A metalloprotease from the rattlesnake Crotalus atrox venom was isolated and purified from multiple-step chromatographies including anion-exchange chromatography, gel permeation and reversed-phase HPLC. The fraction was shown to be homogeneous as judged by SDS-gel electrophoresis. It also showed a high proteolytic activity against α- and β-chains of fibrinogen molecules. Further characterization of the purified fraction with fribrinogenase activity indicated that it is a single-chain protease with a molecular mass of about 24 kDa and an acidic isoelectric point.
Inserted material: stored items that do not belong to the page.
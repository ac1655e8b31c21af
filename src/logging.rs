//! Logging configuration for newsrag

use std::path::Path;

use tracing_subscriber::fmt;
use tracing_subscriber::layer::SubscriberExt;
use tracing_subscriber::util::SubscriberInitExt;
use tracing_subscriber::EnvFilter;
use tracing_subscriber::Registry;

use crate::Result;

/// Initialize logging system with console and file output
pub fn init_logging(config: Option<&crate::config::AppConfig>) -> Result<()> {
    let logs_dir = Path::new("logs");
    if !logs_dir.exists() {
        std::fs::create_dir_all(logs_dir)?;
    }

    // Use the configured level when available, otherwise the environment
    let env_filter = if let Some(config) = config {
        let level = &config.logging.level;
        EnvFilter::new(format!("{level},newsrag={level}"))
    } else {
        EnvFilter::try_from_default_env().unwrap_or_else(|_| EnvFilter::new("info,newsrag=debug"))
    };

    let file_appender = tracing_appender::rolling::daily("logs", "newsrag.log");
    let (non_blocking, guard) = tracing_appender::non_blocking(file_appender);

    let console_layer = fmt::layer()
        .with_target(true)
        .with_writer(std::io::stderr);

    let file_layer = fmt::layer()
        .with_target(true)
        .with_writer(non_blocking)
        .with_ansi(false); // No colors in file

    Registry::default()
        .with(env_filter)
        .with(console_layer)
        .with(file_layer)
        .init();

    tracing::info!("Logging initialized - console and file output enabled");
    tracing::info!("Log files will be saved to: logs/newsrag.log.YYYY-MM-DD");

    // Keep the guard alive for the process lifetime
    std::mem::forget(guard);

    Ok(())
}

/// Initialize simple logging for testing
pub fn init_simple_logging() -> Result<()> {
    tracing_subscriber::fmt()
        .with_target(true)
        .with_max_level(tracing::Level::INFO)
        .init();
    Ok(())
}

#[cfg(test)]
mod tests {
    use super::*;

    #[test]
    fn test_logging_initialization() {
        // Only checks that initialization does not panic; a second call in
        // the same process would fail to set the global subscriber.
        let _ = init_simple_logging();
    }
}
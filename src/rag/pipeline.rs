//! Conversation orchestration: retrieve -> assemble -> generate -> persist.

use std::sync::Arc;

use chrono::Utc;
use tracing::debug;
use tracing::error;
use tracing::info;
use tracing::warn;

use crate::config::AppConfig;
use crate::llm::LlmClient;
use crate::llm::LlmMessage;
use crate::llm::Summarizer;
use crate::models::Article;
use crate::models::ChatRole;
use crate::models::NewChatMessage;
use crate::models::SourceRef;
use crate::rag::prompts;
use crate::rag::ContextAssembler;
use crate::rag::Retriever;
use crate::storage::Storage;
use crate::NewsRagError;
use crate::Result;

/// Articles retrieved as context for one question.
pub const MAX_CONTEXT_ARTICLES: i64 = 5;

/// Trailing window searched for context, in days.
pub const SEARCH_WINDOW_DAYS: i64 = 7;

/// Conversation turns (user+assistant pairs) carried into the prompt.
pub const MAX_HISTORY_TURNS: i64 = 6;

/// Replies longer than this get one condensation pass.
pub const CONDENSE_THRESHOLD_CHARS: usize = 800;

/// Result of one conversation turn.
#[derive(Debug, Clone)]
pub struct ChatOutcome {
    pub reply: String,
    /// Grounding article ids; empty when generation degraded.
    pub article_ids: Vec<i64>,
    pub sources: Vec<SourceRef>,
}

/// Chat service composing lexical retrieval with the generation collaborator.
pub struct ChatService {
    storage: Arc<dyn Storage>,
    retriever: Retriever,
    assembler: ContextAssembler,
    llm: Arc<LlmClient>,
    summarizer: Summarizer,
}

impl ChatService {
    pub fn new(storage: Arc<dyn Storage>, config: &AppConfig) -> Result<Self> {
        let llm = Arc::new(LlmClient::from_config(config)?);
        Ok(Self {
            retriever: Retriever::new(Arc::clone(&storage)),
            assembler: ContextAssembler::default(),
            summarizer: Summarizer::new(Arc::clone(&llm)),
            storage,
            llm,
        })
    }

    /// Run one conversation turn.
    ///
    /// Both the user message and the final assistant reply are persisted on
    /// every path, so history survives even when generation degrades to a
    /// fallback reply.
    pub async fn chat(&self, session_id: &str, user_message: &str) -> Result<ChatOutcome> {
        let today = Utc::now().format("%Y-%m-%d").to_string();

        // Bounded trailing history, read before the new turn lands.
        let history = self
            .storage
            .chat_history(session_id, MAX_HISTORY_TURNS * 2)
            .await?;

        self.storage
            .save_message(&NewChatMessage {
                session_id: session_id.to_string(),
                role: ChatRole::User,
                content: user_message.to_string(),
                article_ids: Vec::new(),
            })
            .await?;

        let results = self
            .retriever
            .keyword_search(user_message, SEARCH_WINDOW_DAYS, MAX_CONTEXT_ARTICLES)
            .await?;
        let articles: Vec<Article> = results.into_iter().map(|r| r.article).collect();
        let article_ids: Vec<i64> = articles.iter().map(|a| a.id).collect();
        debug!(
            "retrieved {} context article(s) for session {}",
            articles.len(),
            session_id
        );

        let mut messages = vec![LlmMessage::system(prompts::build_persona_prompt(&today))];
        let context_block = self.assembler.assemble(&articles);
        if !context_block.is_empty() {
            messages.push(LlmMessage::system(prompts::build_context_prompt(
                &context_block,
            )));
        }
        for turn in &history {
            messages.push(match turn.role {
                ChatRole::User => LlmMessage::user(turn.content.clone()),
                ChatRole::Assistant => LlmMessage::assistant(turn.content.clone()),
            });
        }
        messages.push(LlmMessage::user(user_message));

        let (reply, final_ids) = match self.llm.chat(&messages, 0.5, 1024).await {
            Ok(raw) => {
                let reply = self.maybe_condense(user_message, raw).await;
                (reply, article_ids)
            }
            Err(e) => {
                error!("generation failed for session {session_id}: {e}");
                (fallback_reply(&e).to_string(), Vec::new())
            }
        };

        self.storage
            .save_message(&NewChatMessage {
                session_id: session_id.to_string(),
                role: ChatRole::Assistant,
                content: reply.clone(),
                article_ids: final_ids.clone(),
            })
            .await?;

        let sources = articles
            .into_iter()
            .filter(|a| final_ids.contains(&a.id))
            .map(|a| SourceRef {
                id: a.id,
                title: a.title,
                url: a.url,
                section: a.section,
            })
            .collect();

        info!("chat turn completed for session {session_id}");
        Ok(ChatOutcome {
            reply,
            article_ids: final_ids,
            sources,
        })
    }

    /// One condensation pass for over-long replies; the raw reply survives a
    /// condensation failure.
    async fn maybe_condense(&self, question: &str, raw: String) -> String {
        if raw.chars().count() <= CONDENSE_THRESHOLD_CHARS {
            return raw;
        }
        match self.summarizer.condense_reply(question, &raw).await {
            Ok(condensed) if !condensed.is_empty() => condensed,
            Ok(_) => raw,
            Err(e) => {
                warn!("condensation failed, keeping raw reply: {e}");
                raw
            }
        }
    }
}

/// Clearly worded reply substituted when generation degrades.
fn fallback_reply(err: &NewsRagError) -> &'static str {
    match err {
        NewsRagError::Config(_) => {
            "Chat is not configured. Please set the LLM API key in config.toml."
        }
        NewsRagError::Transient(_) => {
            "I'm temporarily rate-limited. Please try again in a moment."
        }
        _ => "Sorry, I encountered an error connecting to the AI service.",
    }
}

#[cfg(test)]
mod tests {
    use super::*;

    #[test]
    fn fallback_replies_track_error_kinds() {
        assert!(fallback_reply(&NewsRagError::Config("no key".into())).contains("not configured"));
        assert!(fallback_reply(&NewsRagError::Transient("429".into())).contains("rate-limited"));
        assert!(fallback_reply(&NewsRagError::Service("500".into())).contains("error"));
    }
}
It is relatively heat stable up to about 65°C, inhibited by EDTA, β-mercaptoethanol, but not by phenylmethanesulfonyl fluoride, Nα-p-tosyl-l-phenylalanine chloromethyl ketone and Nα-p-tosyl-l-lysine chloromethyl ketone, soybean trypsin inhibitor and aprotinin. Amino acid analysis showed that the enzyme possesses an amino acid composition very similar to some metalloproteases characterized before from the closely related rattlesnake venoms. n-Terminal sequence analysis of the enzyme corroborated some similarity between this enzyme and the reported sequences of these enzymes characterized from the Crotalidae snake family. This study indicated the presence of a novel fibrinogenase (termed Catroxase) with n-terminal sequence different from the metalloprotease with hemorrhagic activity isolated from the same Western diamondback rattlesnake. © 1992 Academic Press, Inc.